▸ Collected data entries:
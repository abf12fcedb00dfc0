//! Contact list filtering.

use crate::model::ChatContact;
use std::sync::Arc;

/// Contacts whose display name contains `query`, ignoring case.
///
/// Always computed from the canonical collection passed in; there is no
/// incremental narrowing. An empty query returns the input `Arc` itself, so
/// the full list comes back in its original order without copying.
pub fn filter_contacts(contacts: &Arc<[ChatContact]>, query: &str) -> Arc<[ChatContact]> {
    if query.is_empty() {
        return Arc::clone(contacts);
    }

    let query_lower = query.to_lowercase();
    contacts
        .iter()
        .filter(|c| c.name_matches(&query_lower))
        .cloned()
        .collect()
}
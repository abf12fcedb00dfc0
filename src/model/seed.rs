//! Fixed demo dataset the session is seeded from.
//!
//! Nothing here is global state: [`SeedData::demo`] builds a fresh value that
//! the caller hands to `Collections::from_seed`.

use super::contact::ChatContact;
use super::group::Group;
use super::identifiers::{ContactId, GroupId, InvalidEntityId, PostId, StoryId};
use super::person::{Person, UserProfile};
use super::post::{MapAttachment, Post, PostStats};
use super::story::Story;

/// Everything the dashboard shows at session start.
#[derive(Debug, Clone, PartialEq, Eq)]
pub struct SeedData {
    /// The signed-in user.
    pub user: UserProfile,
    /// Feed posts, newest first.
    pub posts: Vec<Post>,
    /// Story tiles.
    pub stories: Vec<Story>,
    /// Suggested groups.
    pub groups: Vec<Group>,
    /// Chat contacts.
    pub contacts: Vec<ChatContact>,
}

fn placeholder(size: &str, text: &str) -> String {
    format!("https://via.placeholder.com/{size}?text={text}")
}

impl SeedData {
    /// The built-in demo session.
    ///
    /// # Errors
    /// Only if one of the literal ids were empty, which the tests rule out.
    pub fn demo() -> Result<Self, InvalidEntityId> {
        Ok(Self {
            user: demo_user(),
            posts: demo_posts()?,
            stories: demo_stories()?,
            groups: demo_groups()?,
            contacts: demo_contacts()?,
        })
    }

    /// An empty session for the given user.
    pub fn empty(user: UserProfile) -> Self {
        Self {
            user,
            posts: Vec::new(),
            stories: Vec::new(),
            groups: Vec::new(),
            contacts: Vec::new(),
        }
    }
}

/// The default signed-in user.
pub fn demo_user() -> UserProfile {
    UserProfile::new(
        Person::new("Olenna Mason", placeholder("40", "OM")),
        "/profile/olenna",
    )
}

fn demo_posts() -> Result<Vec<Post>, InvalidEntityId> {
    Ok(vec![
        Post::new(
            PostId::new("1")?,
            Person::new("Julia Fillory", placeholder("40", "JF")),
            "2 hrs ago",
        )
        .with_content(
            "Checking out some new stores downtown! It was an amazing experience, found some \
             great deals. Highly recommend visiting the new city center mall.",
        )
        .with_map(MapAttachment::new(
            "Raleigh, North Carolina",
            placeholder("600x300", "Map+of+Raleigh"),
        ))
        .with_stats(PostStats::new(125, 18, 7))
        .with_tagged_friends(vec![
            Person::new("Bryan Durand", placeholder("30", "BD")),
            Person::new("Anna Lee", placeholder("30", "AL")),
        ]),
        Post::new(
            PostId::new("2")?,
            Person::new("Alex Thompson", placeholder("40", "AT")),
            "5 hrs ago",
        )
        .with_content(
            "Just had a wonderful picnic at Green Valley Park. The weather was perfect! \
             #picnic #nature",
        )
        .with_image(placeholder("600x400", "Picnic+Photo"))
        .with_stats(PostStats::new(230, 45, 12)),
        Post::new(
            PostId::new("3")?,
            Person::new("Tech Weekly", placeholder("40", "TW")),
            "1 day ago",
        )
        .with_content(
            "Explore the future of AI in our latest article. We dive deep into new models and \
             their potential impact on society. Link in bio! #AI #FutureTech",
        )
        .with_stats(PostStats::new(88, 12, 20)),
    ])
}

fn demo_stories() -> Result<Vec<Story>, InvalidEntityId> {
    let story = |id: &str, name: &str, initials: &str, n: u32| -> Result<Story, InvalidEntityId> {
        Ok(Story::new(
            StoryId::new(id)?,
            name,
            placeholder("50", initials),
            placeholder("150", &format!("Story{n}")),
        ))
    };

    Ok(vec![
        story("s1", "Laura Croft", "LC", 1)?,
        story("s2", "James Bond", "JB", 2)?.already_viewed(),
        story("s3", "Alice Wonderland", "AW", 3)?,
        story("s4", "Peter Pan", "PP", 4)?,
        story("s5", "Clark Kent", "CK", 5)?.already_viewed(),
    ])
}

fn demo_groups() -> Result<Vec<Group>, InvalidEntityId> {
    let avatars = |prefix: &str, n: usize| -> Vec<String> {
        (1..=n)
            .map(|i| placeholder("30", &format!("{prefix}{i}")))
            .collect()
    };

    Ok(vec![
        Group::new(
            GroupId::new("g1")?,
            "Mad Men (MADdicts)",
            6195,
            placeholder("300x100", "Mad+Men+Banner"),
        )
        .with_avatars(avatars("U", 4))
        .with_category("TV Shows"),
        Group::new(
            GroupId::new("g2")?,
            "Dexter Morgan Fans",
            6984,
            placeholder("300x100", "Dexter+Banner"),
        )
        .with_avatars(avatars("D", 3))
        .with_category("TV Shows"),
        Group::new(
            GroupId::new("g3")?,
            "React Developers Community",
            12050,
            placeholder("300x100", "React+Devs"),
        )
        .with_avatars(avatars("RD", 5))
        .with_category("Technology"),
        Group::new(
            GroupId::new("g4")?,
            "Travel Enthusiasts Hub",
            22700,
            placeholder("300x100", "Travel+Hub"),
        )
        .with_avatars(avatars("T", 2))
        .with_category("Travel"),
    ])
}

fn demo_contacts() -> Result<Vec<ChatContact>, InvalidEntityId> {
    let contact = |id: &str, name: &str, initials: &str, online: bool| {
        Ok::<_, InvalidEntityId>(ChatContact::new(
            ContactId::new(id)?,
            name,
            placeholder("40", initials),
            online,
        ))
    };

    Ok(vec![
        contact("u1", "Alice Johnson", "AJ", true)?
            .with_last_message("Hey, are you free for a call?", "10m")
            .with_unread(2),
        contact("u2", "Bob Williams", "BW", false)?.with_last_message("Sounds good!", "1h"),
        contact("u3", "Charlie Brown", "CB", true)?.with_last_message("See you then.", "3h"),
        contact("u4", "Diana Prince", "DP", true)?
            .with_last_message("Can you send me the file?", "yesterday"),
        contact("u5", "Edward Cullen", "EC", false)?.with_last_message("Okay, will do.", "2d"),
        contact("u6", "Fiona Gallagher", "FG", true)?
            .with_last_message("Let me check.", "2d")
            .with_unread(5),
    ])
}
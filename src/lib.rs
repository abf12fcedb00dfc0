//! Feed Shell
//!
//! Terminal rendition of a social dashboard: a scrolling news feed with a
//! post composer, a right rail of stories, suggested groups and chat
//! contacts, a navigation sidebar and a header, all over mock data.
//!
//! Pure Core / Impure Shell: `collections`, `state` and `layout` are plain
//! functions over owned data; `view` owns the terminal and the event loop.

pub mod collections;
pub mod config;
pub mod layout;
pub mod logging;
pub mod model;
pub mod state;
pub mod view;

// Startup glue between config and the core
pub mod integration;

#[cfg(test)]
mod test_harness;

#[cfg(test)]
mod tests;
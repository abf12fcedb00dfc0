//! Configuration file loading with precedence handling.

use crate::layout::{CellSize, LayoutConstants};
use crate::model::seed::demo_user;
use crate::model::HeaderNav;
use crate::state::sidebar::DEFAULT_ACTIVE_PATH;
use crate::state::{DEFAULT_NOTICE_CAPACITY, MAX_NOTICE_CAPACITY};
use serde::Deserialize;
use std::path::PathBuf;
use thiserror::Error;

/// Environment variable naming an explicit config file.
pub const CONFIG_ENV_VAR: &str = "FEEDSHELL_CONFIG";

/// Environment variable overriding the signed-in user's display name.
pub const USER_ENV_VAR: &str = "FEEDSHELL_USER";

/// Errors that can occur during config loading.
#[derive(Debug, Error, Clone, PartialEq, Eq)]
pub enum ConfigError {
    /// Failed to read config file (permission issues, not a file, ...).
    #[error("Failed to read config file at {path}: {reason}")]
    ReadError {
        /// Path that failed to read.
        path: PathBuf,
        /// Reason for failure.
        reason: String,
    },

    /// Config file contains invalid TOML syntax or unknown keys.
    #[error("Invalid TOML in {path}: {reason}")]
    ParseError {
        /// Path with invalid TOML.
        path: PathBuf,
        /// Parse error details.
        reason: String,
    },

    /// A key parsed but its value is not acceptable.
    #[error("Invalid value for {key}: {value}")]
    InvalidValue {
        /// Offending key.
        key: &'static str,
        /// Offending value, as written.
        value: String,
    },
}

/// TOML configuration file structure.
///
/// All fields are optional - if not specified, hardcoded defaults are used.
/// Corresponds to `~/.config/feedshell/config.toml`.
#[derive(Debug, Clone, Default, Deserialize, PartialEq, Eq)]
#[serde(deny_unknown_fields)]
pub struct ConfigFile {
    /// Display name of the signed-in user.
    #[serde(default)]
    pub user_name: Option<String>,

    /// Highlighted sidebar path.
    #[serde(default)]
    pub active_path: Option<String>,

    /// Highlighted header link (`"home"` or `"friends"`).
    #[serde(default)]
    pub active_nav: Option<String>,

    /// Start with the Explore section expanded.
    #[serde(default)]
    pub explore_expanded: Option<bool>,

    /// Sidebar width in pixels.
    #[serde(default)]
    pub sidebar_width: Option<u32>,

    /// Rail width in pixels.
    #[serde(default)]
    pub rail_width: Option<u32>,

    /// Header height in pixels.
    #[serde(default)]
    pub header_height: Option<u32>,

    /// Width of one terminal cell in pixels.
    #[serde(default)]
    pub cell_width_px: Option<u32>,

    /// Height of one terminal cell in pixels.
    #[serde(default)]
    pub cell_height_px: Option<u32>,

    /// Number of notices retained for the header.
    #[serde(default)]
    pub notice_capacity: Option<usize>,

    /// Path to log file for tracing output.
    #[serde(default)]
    pub log_file_path: Option<PathBuf>,
}

/// Resolved configuration after applying precedence rules.
///
/// Created by merging defaults, config file, env vars, and CLI args.
#[derive(Debug, Clone, PartialEq, Eq)]
pub struct ResolvedConfig {
    /// Display name of the signed-in user.
    pub user_name: String,
    /// Highlighted sidebar path.
    pub active_path: String,
    /// Highlighted header link.
    pub active_nav: HeaderNav,
    /// Start with the Explore section expanded.
    pub explore_expanded: bool,
    /// Fixed region sizes.
    pub layout: LayoutConstants,
    /// Pixel size of one terminal cell.
    pub cell_size: CellSize,
    /// Number of notices retained.
    pub notice_capacity: usize,
    /// Path to log file for tracing output.
    pub log_file_path: PathBuf,
}

impl Default for ResolvedConfig {
    fn default() -> Self {
        Self {
            user_name: demo_user().name().to_string(),
            active_path: DEFAULT_ACTIVE_PATH.to_string(),
            active_nav: HeaderNav::default(),
            explore_expanded: false,
            layout: LayoutConstants::default(),
            cell_size: CellSize::default(),
            notice_capacity: DEFAULT_NOTICE_CAPACITY,
            log_file_path: default_log_path(),
        }
    }
}

/// Resolve default log file path.
///
/// Returns `~/.local/state/feedshell/feedshell.log` on Unix-like systems,
/// or the platform state directory elsewhere. Falls back to the current
/// directory when no state directory exists.
pub fn default_log_path() -> PathBuf {
    if let Some(state_dir) = dirs::state_dir() {
        state_dir.join("feedshell").join("feedshell.log")
    } else {
        PathBuf::from("feedshell.log")
    }
}

/// Load configuration file from a specific path.
///
/// Returns `Ok(None)` if file doesn't exist (not an error - use defaults).
///
/// # Errors
///
/// Returns error if file exists but has read or parse errors.
pub fn load_config_file(path: impl Into<PathBuf>) -> Result<Option<ConfigFile>, ConfigError> {
    let path = path.into();

    if !path.exists() {
        return Ok(None);
    }

    let contents = std::fs::read_to_string(&path).map_err(|e| ConfigError::ReadError {
        path: path.clone(),
        reason: e.to_string(),
    })?;

    let config: ConfigFile = toml::from_str(&contents).map_err(|e| ConfigError::ParseError {
        path: path.clone(),
        reason: e.to_string(),
    })?;

    Ok(Some(config))
}

/// Resolve default config file path.
///
/// Returns `~/.config/feedshell/config.toml` on Unix, appropriate path on other platforms.
/// Returns `None` if home directory cannot be determined.
pub fn default_config_path() -> Option<PathBuf> {
    dirs::config_dir().map(|dir| dir.join("feedshell").join("config.toml"))
}

/// Load configuration with precedence handling.
///
/// Precedence (highest to lowest):
/// 1. Explicit `config_path` argument (CLI `--config`)
/// 2. `FEEDSHELL_CONFIG` environment variable
/// 3. Default path `~/.config/feedshell/config.toml`
///
/// Missing config files are NOT errors - defaults are used.
///
/// # Errors
///
/// Returns error only if a config file exists but cannot be read or parsed.
pub fn load_config_with_precedence(
    config_path: Option<PathBuf>,
) -> Result<Option<ConfigFile>, ConfigError> {
    if let Some(path) = config_path {
        return load_config_file(path);
    }

    if let Ok(env_path) = std::env::var(CONFIG_ENV_VAR) {
        return load_config_file(PathBuf::from(env_path));
    }

    if let Some(default_path) = default_config_path() {
        return load_config_file(default_path);
    }

    Ok(None)
}

/// Merge config file into defaults to create resolved config.
///
/// For each field in `ConfigFile`, if `Some(value)`, use it; otherwise use default.
///
/// # Errors
///
/// Returns [`ConfigError::InvalidValue`] for an unknown `active_nav`, a
/// blank `user_name`, a zero cell dimension, or a `notice_capacity` above
/// [`MAX_NOTICE_CAPACITY`].
pub fn merge_config(config_file: Option<ConfigFile>) -> Result<ResolvedConfig, ConfigError> {
    let defaults = ResolvedConfig::default();

    let Some(config) = config_file else {
        return Ok(defaults);
    };

    let active_nav = match config.active_nav {
        Some(raw) => HeaderNav::parse(&raw).ok_or(ConfigError::InvalidValue {
            key: "active_nav",
            value: raw,
        })?,
        None => defaults.active_nav,
    };

    let user_name = match config.user_name {
        Some(name) if name.trim().is_empty() => {
            return Err(ConfigError::InvalidValue {
                key: "user_name",
                value: name,
            })
        }
        Some(name) => name,
        None => defaults.user_name,
    };

    let cell_size = CellSize::new(
        nonzero("cell_width_px", config.cell_width_px)?.unwrap_or(defaults.cell_size.width),
        nonzero("cell_height_px", config.cell_height_px)?.unwrap_or(defaults.cell_size.height),
    );

    let notice_capacity = match config.notice_capacity {
        Some(capacity) if capacity > MAX_NOTICE_CAPACITY => {
            return Err(ConfigError::InvalidValue {
                key: "notice_capacity",
                value: capacity.to_string(),
            })
        }
        Some(capacity) => capacity,
        None => defaults.notice_capacity,
    };

    Ok(ResolvedConfig {
        user_name,
        active_path: config.active_path.unwrap_or(defaults.active_path),
        active_nav,
        explore_expanded: config.explore_expanded.unwrap_or(defaults.explore_expanded),
        layout: LayoutConstants {
            sidebar_width: config.sidebar_width.unwrap_or(defaults.layout.sidebar_width),
            rail_width: config.rail_width.unwrap_or(defaults.layout.rail_width),
            header_height: config.header_height.unwrap_or(defaults.layout.header_height),
        },
        cell_size,
        notice_capacity,
        log_file_path: config.log_file_path.unwrap_or(defaults.log_file_path),
    })
}

fn nonzero(key: &'static str, value: Option<u32>) -> Result<Option<u32>, ConfigError> {
    match value {
        Some(0) => Err(ConfigError::InvalidValue {
            key,
            value: "0".to_string(),
        }),
        other => Ok(other),
    }
}

/// Apply environment variable overrides to resolved config.
///
/// Checks for:
/// - `FEEDSHELL_USER`: Override the signed-in user's name (ignored when blank)
pub fn apply_env_overrides(mut config: ResolvedConfig) -> ResolvedConfig {
    if let Ok(user) = std::env::var(USER_ENV_VAR) {
        if !user.trim().is_empty() {
            config.user_name = user;
        }
    }

    config
}

/// Apply CLI argument overrides to resolved config.
///
/// CLI args have the highest precedence and override all other sources.
/// Only applies overrides for flags that were explicitly set by the user.
///
/// Precedence chain: Defaults → Config File → Env Vars → CLI Args (highest)
///
/// # Arguments
///
/// * `config` - Base resolved config (already merged with defaults, file, and env vars)
/// * `user_override` - Optional user name from `--user`
/// * `explore_override` - `Some(true)` when `--explore` was passed
pub fn apply_cli_overrides(
    mut config: ResolvedConfig,
    user_override: Option<String>,
    explore_override: Option<bool>,
) -> ResolvedConfig {
    if let Some(user) = user_override.filter(|u| !u.trim().is_empty()) {
        config.user_name = user;
    }

    if let Some(explore) = explore_override {
        config.explore_expanded = explore;
    }

    config
}

#[cfg(test)]
#[path = "loader_tests.rs"]
mod tests;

▸ Exercise objective:
Please give the number of lines above containing "ConfigFile" and nothing else.

▸ Solution:
6